However, Walsh could not afford the luxury of a layover; and so, taking refreshment from an exhilarating breeze, he allowed himself to be helped onto his horse and made his way down the road.

Life among the Bedouins has always maintained a distinctive savor. W.B. Seabrook, in his book
Adventures in Arabia
(1927), gives a vivid account of coffee’s place in a timeless nomadic culture where lunch consisted of dried dates, bread, and fermented camel’s milk and the one cooked meal of each day was a whole carcass of a sheep or goat, served over rice and gravy:

Coffee-making is the exclusive province of the men. Its paraphernalia for a sheik’s household fills two great camel hampers. We had five pelican-beaked brass pots, of graduated sizes, up to the great grand-father of all the coffee pots, which held at least ten gallons; a heavy iron ladle, with a long handle inlaid with brass and silver, for roasting the beans; wooden mortar and pestle, elaborately carved, for pounding them; and a brass inlaid box containing the tiny cups without handles.
50

Seabrook enjoyed the honor of sharing coffee with the Pasha Mitkhal, leader of the tribe, whom he describes as “a born aristocrat,” about forty, with a slender build and a small pointed black beard and mustache, who “wore no gorgeous robes nor special insignia of rank.” Except for a headcloth of finer texture and a muslin undergarment which he wore beneath his black camel hair cloak and his black headcoil of twisted horsehair, he dressed exactly as his warriors. Once Mitkhal was seated in his tent, Man-sour, his black attendant, “approached with a long-spouted brass coffee pot in his left hand, and two tiny cups without handles in the palm of his right.”
51

On another occasion, Seabrook, observing a man accidentally overturn the large communal coffeepot, was surprised to hear the company exclaim,
“Khair Inshallah!,”
which means, “A good omen!” Mitkhal later explained that this old custom may have originated with a desire to help the klutz save face, although Seabrook speculated that it traces to pre-Moslem pagan libations in the sand.
52

A less favorable prognostication, however, attends the deliberate spilling of coffee. Among the Druse, Bedouin warriors of the Djebel, Seabrook took coffee with Ali bey, the ranking patriarch, in the company of his four sons and ten solemn Druse elders. Sitting cross-legged before the charcoal fire, Ali bey honored his guests by making the coffee himself and serving it in two small cups which were passed around and around the circle, telling a tale how an overturned coffee cup could amount to a sentence of death:

If a Druse ever shows cowardice in battle, he is not reproached, but the next time the warriors sit in a circle and coffee is served, the host stands before him, pours exactly as for the others, but in handing him the cup, deliberately spills the coffee on the coward’s robe. This is equivalent to a death sentence. In the next battle the man is forced not only to fight bravely but to offer himself to the bullets or swords of the enemy. No matter with how much courage he fights, he must not come out alive. If he fails, his whole family is disgraced.
53

Evolving from the Sludge: African and Arabian Preparations of Coffee

Even though, as we noted at the outset of our discussion, no one has any direct evidence that the Nubians or Abyssinians or tribes of central Africa made use of coffee in ancient times, coffee’s prevalence as both a wild and cultivated plant and its use by modern natives, as observed by Europeans from the seventeenth century onward, suggest ways caffeine
may
have been ingested before recorded history. A credible tradition holds that in Africa, before the tenth century, a wine was fermented from the pulp of ripe coffee berries, and we have already seen that the Galla warriors rolled the fruit into larded balls, which they carried as rations. Some say that in the eleventh century, the practice of boiling raw, unripe coffee beans in their husks to make a drink was instituted in Ethiopia. Sir Richard Burton’s vivid account of coffee use in the wilds of nineteenth-century Africa includes a description of boiling unripe berries before chewing them like tobacco and handing them out to guests when they visit.
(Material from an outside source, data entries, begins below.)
//! Diagnostic summary of a GJR-GARCH-t fit.
//!
//! [`FitSummary`] is the coefficient table users read after estimation:
//! estimates, standard errors, t-statistics and two-sided normal p-values
//! per parameter, plus the total log-likelihood, AIC, BIC and the
//! optimizer's status. Standard errors come from
//! [`calc_standard_errors`] on the model-space negative average
//! log-likelihood; the robust flavor adds the outer product of
//! per-observation scores. If inference fails (e.g. a singular Hessian) the
//! fit is still returned with NaN standard errors and a `warn!` event.
use crate::{
    inference::hessian::{avg_scores_cov, calc_standard_errors},
    optimization::loglik_optimizer::OptimOutcome,
    volatility::{
        core::{
            data::ReturnSeries,
            options::StdErrKind,
            params::{GarchParams, PARAM_NAMES},
            validation::N_PARAMS,
        },
        errors::GarchResult,
        models::{
            gjr_garch::GjrGarchModel,
            model_internals::{calculate_scores, n_eff, neg_avg_loglik},
        },
    },
};
use ndarray::Array1;
use serde::Serialize;
use statrs::distribution::{ContinuousCDF, Normal};
use std::fmt;
use tracing::warn;

/// One row of the coefficient table.
#[derive(Debug, Clone, Copy, PartialEq, Serialize)]
pub struct CoefRow {
    /// Parameter name from `PARAM_NAMES`.
    pub name: &'static str,
    /// Model-space point estimate.
    pub estimate: f64,
    /// Standard error of the estimate; NaN when inference failed.
    pub std_err: f64,
    /// `estimate / std_err`.
    pub t_stat: f64,
    /// Two-sided p-value of `t_stat` under N(0, 1).
    pub p_value: f64,
}

/// Coefficient table and fit statistics.
///
/// Fields
/// ------
/// - `rows`: one [`CoefRow`] per parameter in `[μ, φ, ω, α, γ, β, ν]` order.
/// - `loglik`: total (not average) log-likelihood at the estimate.
/// - `aic`, `bic`: `2k − 2ℓ` and `k·ln n − 2ℓ` with `k = 7`, `n = n_obs`.
/// - `n_obs`: number of likelihood terms (`returns − 1`).
/// - `std_err_kind`: classical or robust (sandwich) errors.
/// - `converged`, `status`, `iterations`: copied from the optimizer outcome.
///
/// `Display` renders a fixed-width table suitable for logs.
#[derive(Debug, Clone, PartialEq, Serialize)]
pub struct FitSummary {
    pub rows: Vec<CoefRow>,
    /// Total log-likelihood.
    pub loglik: f64,
    pub aic: f64,
    pub bic: f64,
    /// Number of likelihood terms.
    pub n_obs: usize,
    pub std_err_kind: StdErrKind,
    pub converged: bool,
    pub status: String,
    pub iterations: usize,
}

impl FitSummary {
    /// Build the summary at the fitted parameters.
    ///
    /// Parameters
    /// ----------
    /// - `model`: the fitted model; its options select the error kind and
    ///   its scratch buffers are reused for the Hessian and scores.
    /// - `data`: the estimation sample.
    /// - `params`: model-space estimate.
    /// - `loglik`: total log-likelihood at `params`.
    /// - `outcome`: optimizer outcome, for status and iteration count.
    ///
    /// Returns
    /// -------
    /// - A complete summary. Inference failures never propagate: they are
    ///   logged with `warn!` and leave NaN in `std_err`, `t_stat` and
    ///   `p_value`.
    pub fn from_fit(
        model: &GjrGarchModel, data: &ReturnSeries, params: &GarchParams, loglik: f64,
        outcome: &OptimOutcome,
    ) -> FitSummary {
        let n = n_eff(data);
        let kind = model.options.std_errors;
        let std_errs = match standard_errors(model, data, params, kind) {
            Ok(se) => se,
            Err(e) => {
                warn!(error = %e, "standard errors unavailable");
                Array1::from_elem(N_PARAMS, f64::NAN)
            }
        };

        let rows = PARAM_NAMES
            .iter()
            .zip(params.to_array().iter())
            .zip(std_errs.iter())
            .map(|((&name, &estimate), &std_err)| {
                let t_stat = estimate / std_err;
                CoefRow { name, estimate, std_err, t_stat, p_value: two_sided_p(t_stat) }
            })
            .collect();

        let k = N_PARAMS as f64;
        FitSummary {
            rows,
            loglik,
            aic: 2.0 * k - 2.0 * loglik,
            bic: k * (n as f64).ln() - 2.0 * loglik,
            n_obs: n,
            std_err_kind: kind,
            converged: outcome.converged,
            status: outcome.status.clone(),
            iterations: outcome.iterations,
        }
    }
}

impl fmt::Display for FitSummary {
    fn fmt(&self, f: &mut fmt::Formatter<'_>) -> fmt::Result {
        writeln!(f, "AR(1)-GJR-GARCH(1,1,1) with standardized Student-t innovations")?;
        writeln!(
            f,
            "n = {}   log-lik = {:.4}   AIC = {:.4}   BIC = {:.4}",
            self.n_obs, self.loglik, self.aic, self.bic
        )?;
        writeln!(
            f,
            "optimizer: {} after {} iterations (std. errors: {:?})",
            self.status, self.iterations, self.std_err_kind
        )?;
        writeln!(f, "{:<8}{:>12}{:>12}{:>10}{:>10}", "param", "estimate", "std.err", "t", "p")?;
        for row in &self.rows {
            writeln!(
                f,
                "{:<8}{:>12.6}{:>12.6}{:>10.3}{:>10.4}",
                row.name, row.estimate, row.std_err, row.t_stat, row.p_value
            )?;
        }
        Ok(())
    }
}

// ---- Helper methods ----

/// Sampling standard errors of the model-space estimate.
///
/// The Hessian is of the *average* negative log-likelihood, so the
/// covariance from [`calc_standard_errors`] is per observation; dividing by
/// `sqrt(n_eff)` gives the sampling errors.
fn standard_errors(
    model: &GjrGarchModel, data: &ReturnSeries, params: &GarchParams, kind: StdErrKind,
) -> GarchResult<Array1<f64>> {
    let objective = neg_avg_loglik(model, data);
    let theta_hat = params.to_array();
    let se = match kind {
        StdErrKind::Classical => calc_standard_errors(&objective, &theta_hat, None)?,
        StdErrKind::Robust => {
            let scores = calculate_scores(model, data, params)?;
            let cov = avg_scores_cov(&scores)?;
            calc_standard_errors(&objective, &theta_hat, Some(&cov))?
        }
    };
    Ok(se / (n_eff(data) as f64).sqrt())
}

/// `2·(1 − Φ(|t|))`; NaN for a non-finite statistic.
fn two_sided_p(t: f64) -> f64 {
    if !t.is_finite() {
        return f64::NAN;
    }
    match Normal::new(0.0, 1.0) {
        Ok(normal) => 2.0 * (1.0 - normal.cdf(t.abs())),
        Err(_) => f64::NAN,
    }
}

#[cfg(test)]
mod tests {
    use super::*;
    use crate::volatility::{core::options::GarchOptions, models::gjr_garch::tests::garch_returns};
    use approx::assert_relative_eq;

    // -------------------------------------------------------------------------
    // Scope
    // -----
    // These tests cover:
    // - Normal p-values at known points.
    // - Classical and robust standard errors at the generating parameters: finite,
    //   positive, and of the same order.
    // - The rendered table.
    // -------------------------------------------------------------------------

    #[test]
    // Purpose
    // -------
    // Two-sided p-values match the standard normal.
    //
    // Given
    // -----
    // - t = 0, 1.959964, NaN.
    //
    // Expect
    // ------
    // - 1, ≈ 0.05, NaN.
    fn two_sided_p_known_points() {
        assert_relative_eq!(two_sided_p(0.0), 1.0, epsilon = 1e-12);
        assert_relative_eq!(two_sided_p(1.959964), 0.05, epsilon = 1e-6);
        assert!(two_sided_p(f64::NAN).is_nan());
    }

    #[test]
    // Purpose
    // -------
    // Both standard-error flavors are usable near a sensible point.
    //
    // Given
    // -----
    // - 2 000 simulated returns at the data-generating parameters.
    //
    // Expect
    // ------
    // - Finite, positive SEs; robust/classical ratio within (0.2, 5).
    fn classical_and_robust_errors_are_finite() {
        // Arrange
        let data = garch_returns(2000, 31);
        let model = GjrGarchModel::new(GarchOptions::default(), &data).expect("model");
        let params = crate::volatility::models::gjr_garch::tests::dgp();

        // Act
        let classical =
            standard_errors(&model, &data, &params, StdErrKind::Classical).expect("classical");
        let robust =
            standard_errors(&model, &data, &params, StdErrKind::Robust).expect("robust");

        // Assert
        for (c, r) in classical.iter().zip(robust.iter()) {
            assert!(c.is_finite() && *c > 0.0);
            assert!(r.is_finite() && *r > 0.0);
            assert!(r / c > 0.2 && r / c < 5.0, "classical {c}, robust {r}");
        }
    }

    #[test]
    // Purpose
    // -------
    // The rendered table lists every parameter and the fit statistics.
    //
    // Given
    // -----
    // - A hand-built summary.
    //
    // Expect
    // ------
    // - Header, one line per row, AIC present.
    fn display_renders_table() {
        let summary = FitSummary {
            rows: vec![CoefRow { name: "mu", estimate: 0.05, std_err: 0.01, t_stat: 5.0, p_value: 0.0 }],
            loglik: -100.0,
            aic: 214.0,
            bic: 220.0,
            n_obs: 99,
            std_err_kind: StdErrKind::Robust,
            converged: true,
            status: "SolverConverged".to_string(),
            iterations: 12,
        };

        let text = summary.to_string();

        assert!(text.contains("GJR-GARCH"));
        assert!(text.contains("mu"));
        assert!(text.contains("AIC = 214.0000"));
        assert!(text.contains("SolverConverged after 12 iterations"));
    }
}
In the early 1880s, Jean Arthur Rimbaud (1854–91), the French expatriate Symbolist ex-poet, laid plans to visit Africa to write a book for the Geographical Society, including maps and engravings, on “Harar and Gallaland.”
54
As far as we know, he never got further than writing the title, complete with publisher and projected publication date:
THE GALLAS, by J.-ARTHER
RIMBAUD, East-African Explorer, with Maps and Engravings, Supplemented with Photographs by the Author;
Available from H. Oudin, Publishers, 10, rue de Mézieres, Paris, 1891. Although he never wrote the book, Rimbaud traveled among the Galla, becoming, to his embarrassment, on several solitary expeditions, the first white man the tribal women had ever seen. While among the tribesmen, he partook of their foods, which included green coffee beans cooked in butter.
55
A testimonial to coffee’s importance can be found in a letter in which he writes of his distaste at being forced to share coffee with the bandit Mohammed Abou-Beker, the powerful sultan of Zeila, who preyed on European travelers and traders and controlled the passage of all trading caravans as well as the slave trade. Rimbaud needed Abou-Beker’s sanction to travel in that area, and this would not be forthcoming before participating in the ritual sharing of coffee, brought, at the clap of the sultan’s hands by a servant “who comes running from the next straw hut to bring
el boun,
the coffee.”
56

Photograph of Arab peasants making coffee in Gaza, c. 1885–1901. The print is from an albumen photograph taken by Bonfils, who was active from 1864 to 1916. We can see all the stages of the process: the man seated on the left roasts the beans in a pan, the man seated on the right grinds them with a pestle, while the man seated in the center oversees the boiling pot and the remaining man stands with a tiny cup ready to drink the brew. (Photograph by Bonfils, University of Pennsylvania Museum, Philadelphia, negative #s4–142208)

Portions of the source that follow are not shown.